LOL! You apparently do not own property in the Houston area. Appraisal districts and the values that they are allowed to extrapolate based on flawed algorithms and assumptions are ABSOLUTELY part of the problem! The data/values spit out by your local CAD may have little to no resemblence to real market value, and as a homeowner you have little access to due process to correct the problem. Sure you could spend $500 on a tainted arbitration system or $30,000 to sue in district court, but what would be the point if it only saved you $500-$1000 on your tax bill?
We are talking about a systemically corrupt system that is designed to allow everyone operating/enforcing it to deny responsibility for the end product, including CAD officials and local government “representatives”. It’s all about keeping the revenue flowing in to keep budgets balanced regardless of the facts.

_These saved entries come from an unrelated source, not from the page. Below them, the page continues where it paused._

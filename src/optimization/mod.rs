//! optimization — generic MLE layer used by every model in the crate.
//!
//! Purpose
//! -------
//! Maximize user log-likelihoods `ℓ(θ)` with an `argmin` L-BFGS solver, and
//! provide the numerically stable transforms that models use to keep their
//! parameters inside admissible regions while the optimizer works in an
//! unconstrained space.
//!
//! Key behaviors
//! -------------
//! - [`loglik_optimizer`]: the [`LogLikelihood`](loglik_optimizer::LogLikelihood)
//!   trait, [`maximize`](loglik_optimizer::maximize), options, outcomes and
//!   finite-difference helpers.
//! - [`numerical_stability`]: softplus / tanh guards, the PACF-based map
//!   that keeps ARMA polynomials stationary and invertible, and shared
//!   tolerances.
//! - [`errors`]: the single [`OptError`](errors::OptError) surface.
//!
//! Conventions
//! -----------
//! - Solvers minimize `c(θ) = -ℓ(θ)`; all user-facing values are expressed
//!   in terms of `ℓ`.
//! - Model code never names `argmin` types; it goes through this module.
//! - Nothing here logs or performs I/O except the optional `obs_slog`
//!   observer in [`loglik_optimizer::run`].

pub mod errors;
pub mod loglik_optimizer;
pub mod numerical_stability;

pub mod prelude {
    pub use super::errors::{OptError, OptResult};
    pub use super::loglik_optimizer::prelude::*;
    pub use super::numerical_stability::prelude::*;
}
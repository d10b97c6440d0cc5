//! Run configuration, deserialisable from JSON.
//!
//! Every field has a default, so `{}` is a valid configuration: close
//! prices, an 80/20 split, Akaike selection over the full grid, and a
//! 20-step forecast without bootstrap or rolling evaluation.
use crate::{
    data::PriceField,
    models::{
        core::{guards::LogVarianceGuards, options::{BootstrapOptions, FitOptions}},
        errors::ModelError,
    },
    optimization::loglik_optimizer::{LineSearcher, MLEOptions, Tolerances},
    pipeline::errors::{PipelineError, PipelineResult},
    returns::ReturnError,
    search::{RollingOptions, SearchOptions},
    statistical_tests::DiagnosticsOptions,
};
use chrono::NaiveDate;
use serde::{Deserialize, Serialize};

pub const DEFAULT_SPLIT_RATIO: f64 = 0.8;
pub const DEFAULT_HORIZON: usize = 20;

/// Which symbol and date range to analyse.
#[derive(Debug, Clone, PartialEq, Eq, Serialize, Deserialize)]
pub struct RunParams {
    pub symbol: String,
    pub start: NaiveDate,
    pub end: NaiveDate,
}

impl RunParams {
    pub fn new(symbol: impl Into<String>, start: NaiveDate, end: NaiveDate) -> Self {
        RunParams { symbol: symbol.into(), start, end }
    }
}

/// Serde-facing optimizer settings, turned into [`FitOptions`] by
/// [`OptimizerConfig::to_fit_options`].
#[derive(Debug, Clone, PartialEq, Serialize, Deserialize)]
#[serde(default)]
pub struct OptimizerConfig {
    pub tol_grad: Option<f64>,
    pub tol_cost: Option<f64>,
    pub max_iter: Option<usize>,
    /// `"MoreThuente"` or `"HagerZhang"`, case insensitive.
    pub line_searcher: String,
    pub lbfgs_mem: Option<usize>,
    pub verbose: bool,
    pub log_var_min: f64,
    pub log_var_max: f64,
}

impl Default for OptimizerConfig {
    fn default() -> Self {
        let fit = FitOptions::default();
        OptimizerConfig {
            tol_grad: fit.mle_opts.tols.tol_grad,
            tol_cost: fit.mle_opts.tols.tol_cost,
            max_iter: fit.mle_opts.tols.max_iter,
            line_searcher: "MoreThuente".to_string(),
            lbfgs_mem: None,
            verbose: false,
            log_var_min: fit.guards.min,
            log_var_max: fit.guards.max,
        }
    }
}

impl OptimizerConfig {
    pub fn to_fit_options(&self) -> PipelineResult<FitOptions> {
        let tols = Tolerances::new(self.tol_grad, self.tol_cost, self.max_iter)?;
        let line_searcher: LineSearcher = self.line_searcher.parse()?;
        let mle_opts = MLEOptions::new(tols, line_searcher, self.verbose, self.lbfgs_mem)?;
        let guards = LogVarianceGuards::new(self.log_var_min, self.log_var_max)?;
        Ok(FitOptions::new(mle_opts, guards))
    }
}

#[derive(Debug, Clone, PartialEq, Serialize, Deserialize)]
#[serde(default)]
pub struct PipelineConfig {
    pub price_field: PriceField,
    pub split_ratio: f64,
    pub diagnostics: DiagnosticsOptions,
    pub fit: OptimizerConfig,
    pub search: SearchOptions,
    pub horizon: usize,
    pub bootstrap: Option<BootstrapOptions>,
    pub rolling: Option<RollingOptions>,
}

impl Default for PipelineConfig {
    fn default() -> Self {
        PipelineConfig {
            price_field: PriceField::Close,
            split_ratio: DEFAULT_SPLIT_RATIO,
            diagnostics: DiagnosticsOptions::default(),
            fit: OptimizerConfig::default(),
            search: SearchOptions::default(),
            horizon: DEFAULT_HORIZON,
            bootstrap: None,
            rolling: None,
        }
    }
}

impl PipelineConfig {
    /// Parse and validate a JSON document.
    pub fn from_json_str(s: &str) -> PipelineResult<Self> {
        let cfg: PipelineConfig =
            serde_json::from_str(s).map_err(|e| PipelineError::Config { text: e.to_string() })?;
        cfg.validate()?;
        Ok(cfg)
    }

    pub fn validate(&self) -> PipelineResult<()> {
        if !(self.split_ratio > 0.0 && self.split_ratio < 1.0) {
            return Err(ReturnError::InvalidSplitRatio { ratio: self.split_ratio }.into());
        }
        if self.horizon == 0 {
            return Err(ModelError::InvalidHorizon { horizon: 0 }.into());
        }
        if let Some(boot) = &self.bootstrap {
            boot.validate()?;
        }
        if let Some(rolling) = &self.rolling {
            if rolling.n_rolls == 0 || rolling.n_rolls > rolling.holdout_size {
                return Err(PipelineError::Config {
                    text: format!(
                        "rolling.n_rolls must be in 1..={}, got {}",
                        rolling.holdout_size, rolling.n_rolls
                    ),
                });
            }
        }
        self.fit.to_fit_options().map(|_| ())
    }
}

If the values are not part of the problem, how can HEB sue the pants off of the Fort Bend CAD and get a 35 percent reduction from the original notice value, saving over $200,000 in property taxes on just one store, one location. Can your average homeowner get a reduction like that?… Of course not! Why? Because the system is rigged to limit real due process (substantial reductions) on residential values because that’s where the bulk of the revenue is generated in many cities. Your typical middle class homeowner is now a sitting duck/piggy bank for this operationally corrupt system.
Aug 26, 2016 10:12am
Cathy Mallia This is one more example of the media not doing their jobs. They print whatever press release is issued and do not investigate and post editorial comment alongside it. This lower-the-rate-raise-the-taxes program has been implemented many times during my career, and the progression, from press release relief to tax bill shock, is totally predictable by now. Then, if you have the time and are brave enough, you can go protest your taxes, where the max they will lower is 10%, claiming your taxes are in line with your neighbor’s increased taxes. They don’t tell you the neighbors are protesting theirs, too. Even if they lower your taxes the full 10%, it’s still revenue-generating for the taxing authorities.
Aug 26, 2016 8:55am
Aaron Layman We are talking about systemic corruption from top to bottom. There is no accountability for any of the crony capitalist bureaucrats running this charade, and they all point the fingers in opposite directions. Here in the Houston area, one local CAD has even been exposed blacklisting arbitrators to prevent homeowners from getting relief on their property taxes…
Aug 25, 2016 9:15pm
Jack Ol Bean a lot of my neighbors are selling because they can’t afford the taxes
Aug 25, 2016 8:51pm
Sue Slim Real Estate Broker at Real-estate Agent –
Every year I protest my property taxes just to see it increased again the next year, some times it gets reduced by submitting market analysis and adjustments, I find that the tax authorities are not helpful, it makes me sick to my stomach that I have to deal with this on yearly basis, and why property taxes are so high in Texas, we work so hard to retire decently, then we are forced to sell our houses so we can avoid paying such high and ridiculous property taxes, some thing has to be done to stop this
Aug 25, 2016 7:44pm
Mark Powers Property Appraiser at Deaf Smith County Appraisal District
Good article, all to often the Appraisal District gets the blame and the criticism from what a school, county or city does.
Aug 25, 2016 5:23pm
Cathi Cross REALTOR®; at Coldwell Banker United –
Perhaps in your county; however, Fort Bend Co Appraisal District likely deserves any blame they receive.